Semangat dua puluhan siswa-siswi SMA ini tidak surut meski siang terik menerpa Kampung Sawah. Siang itu, peserta dari berbagai agama ini mengunjungi rumah-rumah ibadah dan bertemu para pemimpin agama.
Tiga rumah ibadah hadir berdampingan di Jl. Raya Kampung Sawah. Masjid Agung Jauhar Yasfi, gereja GKP Kampung Sawah, dan gereja paroki St. Servatius, membentuk apa yang warga setempat sebut “segitiga emas”.
Seorang peserta muslim, Nadya Risma, mengaku terkesan dengan perjalanan ini. Dia mengaku baru pertama kali melihat isi gereja.

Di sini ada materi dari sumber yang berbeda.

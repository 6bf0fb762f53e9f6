// SPDX-License-Identifier: MIT
//! vegasave — render Vega and Vega-Lite chart specs to PNG, SVG, PDF, or
//! a compiled Vega spec by delegating to external toolchains.
//!
//! Two backends implement the shared [`Saver`] contract:
//!
//! - [`NodeSaver`] pipes specs through npm-installed converter binaries
//!   (`vl2vg`, `vg2png`, `vg2svg`, `vg2pdf`).
//! - [`BrowserSaver`] renders with the real JS stack (vega, vega-lite,
//!   vega-embed from jsDelivr) inside headless Chromium.
//!
//! Both produce a *mimebundle*: a single-entry mapping from a versioned
//! MIME-type string to the converted content.
//!
//! ```no_run
//! use serde_json::json;
//! use vegasave::config::NodeConfig;
//! use vegasave::{FileFormat, Mode, NodeSaver, Saver};
//!
//! # fn main() -> vegasave::Result<()> {
//! let spec = json!({"mark": "bar", "encoding": {"x": {"field": "a"}}});
//! let saver = NodeSaver::new(spec, Mode::VegaLite, NodeConfig::default())?;
//! let bundle = saver.mimebundle(FileFormat::Png)?;
//! assert!(bundle.contains_key("image/png"));
//! # Ok(())
//! # }
//! ```

pub mod browser;
pub mod config;
pub mod doctor;
pub mod error;
pub mod node;
pub mod saver;

pub use browser::BrowserSaver;
pub use error::{Result, SaverError};
pub use node::NodeSaver;
pub use saver::{FileFormat, MimeContent, Mimebundle, Mode, Saver};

“Kesan pertamanya oh gini toh gereja tuh. Oh begini cara ibadahnya. Oh begini sejarah-sejarahnya,” ujarnya kepada VOA di lokasi tur.
Di masing-masing rumah ibadah, para peserta belajar langsung sejarah rumah ibadah dan sepintas ajaran agama tersebut. Tak lupa, para pemuka agama juga mengedepankan kisah-kisah kebersamaan warga Kampung Sawah yang lintas-agama. Misalnya, gereja dan masjid saling menyediakan lahan parkir ketika ada hari raya keagamaan. Rumah-rumah ibadah ini juga saling mengatur volume pengeras suara ketika ada adzan di hari raya Kristen.
Uniknya lagi, silaturahmi warga Kampung Sawah dibalut corak budaya Betawi yang kental. Anak-anak belajar pencak silat, sementara budaya berbalas pantun terus dilestarikan dalam hari-hari besar. Baju koko dan kopiah pun, yang khas Betawi, menjadi pakaian umum bagi warga dari agama apapun.
Mendengar itu semua, Nadya mulai memahami apa itu toleransi di Kampung Sawah.
“Toleransi di Kampung Sawah itu kayaknya saling menghargai banget. Di sini kan ada tiga tempat ibadah yang berdampingan. Tadi dikasih tahu sejarah-sejarahnya. Wah, mereka bisa jaga toleransi,” ungkapnya.
Hal senada disampaikan peserta Kristen Protestan, Renata Yufian, yang mengatakan telah mempelajari banyak hal baru.
“Sebenarnya sih awalnya ikutnya karena dipaksa ya. Tapi setelah ikut ternyata bisa menambah pengalaman, ya wawasannya jadi lebih luas,” ujarnya yang mengaku terkesan dengan tempat ibadah agama lain.
Selain tiga rumah ibadah itu, mereka juga mengunjungi Vihara Tridharma Pondok Gede dan Pura Satya yang semuanya di sekitar Kampung Sawah.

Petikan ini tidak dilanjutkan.